/---

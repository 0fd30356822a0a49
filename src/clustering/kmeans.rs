//! Seeded k-means with k-means++ initialization.
//!
//! Lloyd iterations run until the total squared centroid shift falls to the
//! tolerance (scaled by the mean per-feature variance of the data) or the
//! iteration cap is hit. Several independently seeded runs are made and the
//! one with the lowest inertia wins. All randomness comes from one
//! `ChaCha8Rng` seeded from [`KMeans::seed`], so identical input gives
//! identical labels.

use rand::{Rng, SeedableRng};
use rand_chacha::ChaCha8Rng;
use tracing::{debug, instrument};

#[derive(Debug, Clone)]
pub struct KMeans {
    pub k: usize,
    pub seed: u64,
    /// Number of initializations; the best by inertia is kept.
    pub n_init: usize,
    pub max_iterations: usize,
    /// Relative convergence tolerance.
    pub tolerance: f64,
}

/// Result of a k-means fit.
#[derive(Debug, Clone)]
pub struct KMeansFit {
    /// Cluster id per input point, in `[0, k)`.
    pub labels: Vec<usize>,
    pub centroids: Vec<Vec<f64>>,
    /// Sum of squared distances from each point to its centroid.
    pub inertia: f64,
    pub iterations: usize,
}

impl KMeans {
    pub fn new(k: usize, seed: u64) -> Self {
        Self {
            k,
            seed,
            n_init: 10,
            max_iterations: 300,
            tolerance: 1e-4,
        }
    }

    /// Partition `points` into `self.k` clusters.
    ///
    /// The caller guarantees `1 <= k` and that there are at least `k`
    /// distinct points; otherwise some clusters may come out empty.
    #[instrument(level = "debug", skip_all, fields(k = self.k, n = points.len()))]
    pub fn fit(&self, points: &[Vec<f64>]) -> KMeansFit {
        let mut rng = ChaCha8Rng::seed_from_u64(self.seed);
        let threshold = self.tolerance * mean_variance(points);

        let mut best: Option<KMeansFit> = None;
        for run in 0..self.n_init.max(1) {
            let fit = self.lloyd(points, self.kmeans_plus_plus_init(points, &mut rng), threshold);
            debug!(run, inertia = fit.inertia, iterations = fit.iterations, "k-means run");
            if best.as_ref().is_none_or(|b| fit.inertia < b.inertia) {
                best = Some(fit);
            }
        }

        best.unwrap_or_else(|| KMeansFit {
            labels: Vec::new(),
            centroids: Vec::new(),
            inertia: 0.0,
            iterations: 0,
        })
    }

    /// Pick initial centroids, each new one sampled with probability
    /// proportional to its squared distance from the nearest chosen centroid.
    fn kmeans_plus_plus_init(&self, points: &[Vec<f64>], rng: &mut ChaCha8Rng) -> Vec<Vec<f64>> {
        let n = points.len();
        let mut centroids = Vec::with_capacity(self.k);

        let first = rng.random_range(0..n);
        centroids.push(points[first].clone());
        let mut closest: Vec<f64> = points.iter().map(|p| sq_dist(p, &points[first])).collect();

        while centroids.len() < self.k {
            let total: f64 = closest.iter().sum();
            let chosen = if total > 0.0 {
                let r = rng.random::<f64>() * total;
                let mut cumsum = 0.0;
                let mut chosen = None;
                for (i, &d) in closest.iter().enumerate() {
                    cumsum += d;
                    if d > 0.0 && cumsum >= r {
                        chosen = Some(i);
                        break;
                    }
                }
                // Rounding can leave r just above the final cumsum.
                chosen.unwrap_or_else(|| closest.iter().rposition(|&d| d > 0.0).unwrap_or(0))
            } else {
                rng.random_range(0..n)
            };

            centroids.push(points[chosen].clone());
            for (c, p) in closest.iter_mut().zip(points) {
                *c = c.min(sq_dist(p, &points[chosen]));
            }
        }

        centroids
    }

    fn lloyd(&self, points: &[Vec<f64>], mut centroids: Vec<Vec<f64>>, threshold: f64) -> KMeansFit {
        let k = centroids.len();
        let dims = points.first().map_or(0, Vec::len);
        let mut labels = vec![0usize; points.len()];
        let mut distances = vec![0.0; points.len()];
        let mut iterations = 0;

        for _ in 0..self.max_iterations {
            iterations += 1;
            assign(points, &centroids, &mut labels, &mut distances);

            let mut counts = vec![0usize; k];
            for &l in &labels {
                counts[l] += 1;
            }
            relocate_empty(&mut labels, &mut distances, &mut counts);

            let mut updated = vec![vec![0.0; dims]; k];
            for (p, &l) in points.iter().zip(&labels) {
                for (u, v) in updated[l].iter_mut().zip(p) {
                    *u += v;
                }
            }
            for (c, &count) in updated.iter_mut().zip(&counts) {
                if count > 0 {
                    for v in c.iter_mut() {
                        *v /= count as f64;
                    }
                }
            }

            let shift: f64 = centroids.iter().zip(&updated).map(|(a, b)| sq_dist(a, b)).sum();
            centroids = updated;
            if shift <= threshold {
                break;
            }
        }

        assign(points, &centroids, &mut labels, &mut distances);
        KMeansFit {
            labels,
            centroids,
            inertia: distances.iter().sum(),
            iterations,
        }
    }
}

/// Label each point with its nearest centroid; ties go to the lower id.
fn assign(points: &[Vec<f64>], centroids: &[Vec<f64>], labels: &mut [usize], distances: &mut [f64]) {
    for (i, p) in points.iter().enumerate() {
        let mut best = (0, f64::INFINITY);
        for (j, c) in centroids.iter().enumerate() {
            let d = sq_dist(p, c);
            if d < best.1 {
                best = (j, d);
            }
        }
        labels[i] = best.0;
        distances[i] = best.1;
    }
}

/// Give every empty cluster the point farthest from its current centroid,
/// taken from a cluster that can spare one.
fn relocate_empty(labels: &mut [usize], distances: &mut [f64], counts: &mut [usize]) {
    for empty in 0..counts.len() {
        if counts[empty] > 0 {
            continue;
        }
        let donor = (0..labels.len())
            .filter(|&i| counts[labels[i]] > 1)
            .max_by(|&a, &b| distances[a].total_cmp(&distances[b]));
        if let Some(i) = donor {
            counts[labels[i]] -= 1;
            counts[empty] += 1;
            labels[i] = empty;
            distances[i] = 0.0;
        }
    }
}

fn sq_dist(a: &[f64], b: &[f64]) -> f64 {
    a.iter().zip(b).map(|(x, y)| (x - y) * (x - y)).sum()
}

/// Mean over features of the per-feature variance.
fn mean_variance(points: &[Vec<f64>]) -> f64 {
    let dims = points.first().map_or(0, Vec::len);
    if points.is_empty() || dims == 0 {
        return 0.0;
    }
    let n = points.len() as f64;
    let total: f64 = (0..dims)
        .map(|j| {
            let mean = points.iter().map(|p| p[j]).sum::<f64>() / n;
            points.iter().map(|p| (p[j] - mean).powi(2)).sum::<f64>() / n
        })
        .sum();
    total / dims as f64
}

#[cfg(test)]
mod tests {
    use super::*;

    fn blobs() -> Vec<Vec<f64>> {
        vec![
            vec![0.0, 0.0],
            vec![0.1, 0.0],
            vec![0.0, 0.1],
            vec![5.0, 5.0],
            vec![5.1, 5.0],
            vec![5.0, 5.1],
        ]
    }

    #[test]
    fn test_separates_two_blobs() {
        let fit = KMeans::new(2, 42).fit(&blobs());
        let l = &fit.labels;
        assert_eq!(l[0], l[1]);
        assert_eq!(l[1], l[2]);
        assert_eq!(l[3], l[4]);
        assert_eq!(l[4], l[5]);
        assert_ne!(l[0], l[3]);
        assert!(fit.inertia < 0.1);
    }

    #[test]
    fn test_same_seed_same_labels() {
        let points = vec![
            vec![0.3, 0.7, 0.0],
            vec![0.9, 0.1, 0.2],
            vec![0.2, 0.2, 0.9],
            vec![0.5, 0.5, 0.5],
            vec![0.8, 0.3, 0.1],
        ];
        let a = KMeans::new(3, 42).fit(&points);
        let b = KMeans::new(3, 42).fit(&points);
        assert_eq!(a.labels, b.labels);
        assert_eq!(a.inertia, b.inertia);
    }

    #[test]
    fn test_single_cluster() {
        let fit = KMeans::new(1, 42).fit(&blobs());
        assert!(fit.labels.iter().all(|&l| l == 0));
        assert_eq!(fit.centroids.len(), 1);
    }

    #[test]
    fn test_k_equals_distinct_points_gives_singletons() {
        let points = vec![vec![1.0, 0.0], vec![0.0, 1.0], vec![1.0, 0.0]];
        let fit = KMeans::new(2, 7).fit(&points);
        assert_eq!(fit.labels[0], fit.labels[2]);
        assert_ne!(fit.labels[0], fit.labels[1]);
        assert_eq!(fit.inertia, 0.0);
    }

    #[test]
    fn test_zero_dimensional_points() {
        let points = vec![Vec::new(), Vec::new()];
        let fit = KMeans::new(1, 42).fit(&points);
        assert_eq!(fit.labels, vec![0, 0]);
    }

    #[test]
    fn test_labels_in_range() {
        let fit = KMeans::new(4, 1).fit(&blobs());
        assert!(fit.labels.iter().all(|&l| l < 4));
    }

    #[test]
    fn test_relocate_empty_moves_farthest_point() {
        let mut labels = vec![0, 0, 0];
        let mut distances = vec![0.1, 0.9, 0.2];
        let mut counts = vec![3, 0];
        relocate_empty(&mut labels, &mut distances, &mut counts);
        assert_eq!(labels, vec![0, 1, 0]);
        assert_eq!(counts, vec![2, 1]);
    }
}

\---

#### [TASK DIRECTIONS]
Copy the lines from the entries above in which the word "threshold" appears.

#### [EXERCISE RESPONSE]
        let threshold = self.tolerance * mean_variance(points);
            let fit = self.lloyd(points, self.kmeans_plus_plus_init(points, &mut rng), threshold);
    fn lloyd(&self, points: &[Vec<f64>], mut centroids: Vec<Vec<f64>>, threshold: f64) -> KMeansFit {
            if shift <= threshold {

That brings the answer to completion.